A parte i figli, anche lei non si presentava poi così male. Aveva i capelli biondi, corti e ben ordinati, un fisico atletico e snello e di rado diceva cose stupide. Potevo presentarmi in pubblico accanto a lei con la certezza che fossimo due esseri umani ben assortiti, il che era fondamentale. Dicevano persino che eravamo una bella coppia, ma non capivo mai in che senso. Suppongo che Rita mi trovasse un bel tipo, per alcuni aspetti, anche se i suoi precedenti in fatto di uomini non erano molto lusinghieri. Comunque, è sempre carino sapere che c’è qualcuno che mi trova meraviglioso. È l’ennesima conferma della bassa stima che nutro verso la gente.
Guardai l’orologio sulla scrivania. Le cinque e trentadue: nel giro di un quarto d’ora Rita sarebbe stata di ritorno dalla Fairchild Title Agency, dove faceva un lavoro molto complicato in cui c’entravano frazioni e percentuali. Il tempo di arrivare a casa sua e l’avrei trovata lì.
Aprii la porta sfoggiando un allegro sorriso sintetico, salutai Doakes e partii verso la modesta abitazione di Rita a South Miami. Il traffico non era terribile, nel senso che non notai incidenti mortali o sparatorie, e in meno di venti minuti parcheggiai l’auto davanti al suo bungalow. Il sergente Doakes si spinse fino al fondo della via e, non appena mi vide bussare alla porta, si fermò dall’altra parte della strada.
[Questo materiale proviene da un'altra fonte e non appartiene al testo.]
//! Dashboard orchestration: current coordinate, sync status, unit preference.
//!
//! The view model owns one [`PagedForecast`] per coordinate. Switching city
//! cancels the old façade's in-flight work before the new one starts.

use std::sync::atomic::{AtomicU64, Ordering};
use std::sync::Arc;

use parking_lot::Mutex;
use tokio::sync::watch;
use tokio_util::sync::CancellationToken;

use vindex_weather::{
    Coordinates, ForecastSource, LoadType, LocationTracker, MediatorResult, PagedForecast,
    SettingsStore, SyncFailure, SyncMediator, TemperatureUnit, WeatherError,
};

use crate::error_mapping::IntoAppError;

/// Snapshot rendered by the dashboard.
#[derive(Debug, Clone, PartialEq, Default)]
pub struct DashboardState {
    pub is_syncing: bool,
    /// Transient, dismissible error from the last refresh
    pub error: Option<String>,
    pub unit: TemperatureUnit,
}

pub struct DashboardViewModel<S, L> {
    mediator: Arc<SyncMediator<S>>,
    settings: Arc<SettingsStore>,
    tracker: L,
    default_coordinates: Coordinates,
    page_size: usize,
    coordinates: Mutex<Coordinates>,
    forecast: Mutex<Arc<PagedForecast<S>>>,
    ui_state: Arc<watch::Sender<DashboardState>>,
    sync_seq: AtomicU64,
    shutdown: CancellationToken,
}

impl<S: ForecastSource, L: LocationTracker> DashboardViewModel<S, L> {
    /// Restores the saved location (or falls back to `default_coordinates`) and
    /// starts following the unit preference.
    ///
    /// Must be called from within a tokio runtime.
    pub fn new(
        mediator: Arc<SyncMediator<S>>,
        settings: Arc<SettingsStore>,
        tracker: L,
        default_coordinates: Coordinates,
        page_size: usize,
    ) -> Self {
        let initial = settings.selected_location().unwrap_or(default_coordinates);
        tracing::debug!("Dashboard starting at {}", initial);

        let (ui_state, _) = watch::channel(DashboardState {
            unit: settings.temperature_unit(),
            ..Default::default()
        });
        let ui_state = Arc::new(ui_state);
        let shutdown = CancellationToken::new();
        Self::follow_unit(&settings, Arc::clone(&ui_state), shutdown.clone());

        let forecast = Arc::new(PagedForecast::new(Arc::clone(&mediator), initial, page_size));

        Self {
            mediator,
            settings,
            tracker,
            default_coordinates,
            page_size,
            coordinates: Mutex::new(initial),
            forecast: Mutex::new(forecast),
            ui_state,
            sync_seq: AtomicU64::new(0),
            shutdown,
        }
    }

    fn follow_unit(
        settings: &SettingsStore,
        ui_state: Arc<watch::Sender<DashboardState>>,
        shutdown: CancellationToken,
    ) {
        let mut rx = settings.subscribe();
        tokio::spawn(async move {
            loop {
                tokio::select! {
                    _ = shutdown.cancelled() => break,
                    changed = rx.changed() => {
                        if changed.is_err() {
                            break;
                        }
                        let unit = rx.borrow_and_update().unit;
                        ui_state.send_if_modified(|s| {
                            let modified = s.unit != unit;
                            s.unit = unit;
                            modified
                        });
                    }
                }
            }
        });
    }

    pub fn ui_state(&self) -> watch::Receiver<DashboardState> {
        self.ui_state.subscribe()
    }

    pub fn state(&self) -> DashboardState {
        self.ui_state.borrow().clone()
    }

    pub fn current_coordinates(&self) -> Coordinates {
        *self.coordinates.lock()
    }

    /// The paged view for the current coordinate.
    pub fn forecast(&self) -> Arc<PagedForecast<S>> {
        Arc::clone(&*self.forecast.lock())
    }

    /// Refresh the current coordinate.
    ///
    /// On first run (nothing saved, still at the default) the device location is
    /// tried first and, if found, becomes the selected location.
    pub async fn trigger_sync(&self) -> MediatorResult {
        let seq = self.sync_seq.fetch_add(1, Ordering::SeqCst) + 1;
        self.ui_state.send_modify(|s| {
            s.is_syncing = true;
            s.error = None;
        });

        if self.settings.selected_location().is_none()
            && self.current_coordinates() == self.default_coordinates
        {
            let fix = self.tracker.current_location().await;

            // A location picked while the fix was pending wins; that call owns the sync
            if self.sync_seq.load(Ordering::SeqCst) != seq {
                tracing::debug!("Dropping device location, superseded by a newer request");
                return MediatorResult::Error(SyncFailure::from(&WeatherError::Cancelled));
            }
            if let Some(device) = fix {
                tracing::info!("Using device location {}", device);
                self.persist_location(device);
                self.switch_to(device);
            }
        }

        let result = self.forecast().load(LoadType::Refresh).await;

        // An older call finishing late must not clobber a newer one's status
        if self.sync_seq.load(Ordering::SeqCst) == seq {
            self.ui_state.send_modify(|s| {
                s.is_syncing = false;
                if let MediatorResult::Error(failure) = &result {
                    s.error = Some(failure.into_app_error().user_message().to_string());
                }
            });
        }
        result
    }

    /// Select a new coordinate: persist it, switch the view, then sync.
    ///
    /// Returns `None` when the coordinate is already current.
    pub async fn update_location(&self, coordinates: Coordinates) -> Option<MediatorResult> {
        if self.current_coordinates() == coordinates {
            return None;
        }
        self.switch_to(coordinates);
        self.persist_location(coordinates);
        Some(self.trigger_sync().await)
    }

    pub fn set_temperature_unit(&self, unit: TemperatureUnit) {
        if let Err(e) = self.settings.set_temperature_unit(unit) {
            tracing::error!("Failed to save temperature unit: {}", e);
            self.record_error(e.into_app_error().user_message());
            return;
        }
        self.ui_state.send_if_modified(|s| {
            let modified = s.unit != unit;
            s.unit = unit;
            modified
        });
    }

    pub fn clear_error(&self) {
        self.ui_state.send_if_modified(|s| s.error.take().is_some());
    }

    fn persist_location(&self, coordinates: Coordinates) {
        if let Err(e) = self.settings.save_location(coordinates) {
            tracing::error!("Failed to save location: {}", e);
            self.record_error(e.into_app_error().user_message());
        }
    }

    fn switch_to(&self, coordinates: Coordinates) {
        *self.coordinates.lock() = coordinates;
        let next = Arc::new(PagedForecast::new(
            Arc::clone(&self.mediator),
            coordinates,
            self.page_size,
        ));
        let previous = std::mem::replace(&mut *self.forecast.lock(), next);
        previous.cancel();
        tracing::debug!("Switched forecast view to {}", coordinates);
    }

    fn record_error(&self, message: &str) {
        self.ui_state.send_modify(|s| s.error = Some(message.to_string()));
    }
}

impl<S, L> Drop for DashboardViewModel<S, L> {
    fn drop(&mut self) {
        self.shutdown.cancel();
    }
}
La porta si aprì di scatto e Rita apparve sulla soglia. «Oh!» esclamò. «Dexter.»
«In persona», dissi. «Passavo da queste parti e mi domandavo se fossi già in casa.»
«Be’, s-sono appena entrata. Ci sarà un disordine… Uhm… entra. Vuoi una birra?»
Una birra? Che idea. Non tocco mai quella roba. D’altra parte, però, era una cosa così sorprendentemente normale, così tanto «visita alla tua ragazza dopo il lavoro», che anche Doakes ne sarebbe rimasto colpito. Era il tocco che ci voleva. «Muoio dalla voglia di una birra», risposi e la seguii in salotto.
«Siediti», mi invitò. «Vado un momento a rinfrescarmi.» Mi sorrise. «I ragazzi sono sul retro, ma di sicuro non appena si accorgeranno che sei arrivato li avrai tutti addosso.» Scomparve in corridoio e fu di ritorno poco dopo con una lattina di birra. «Torno subito», fece, e si diresse verso la camera da letto dall’altra parte della casa.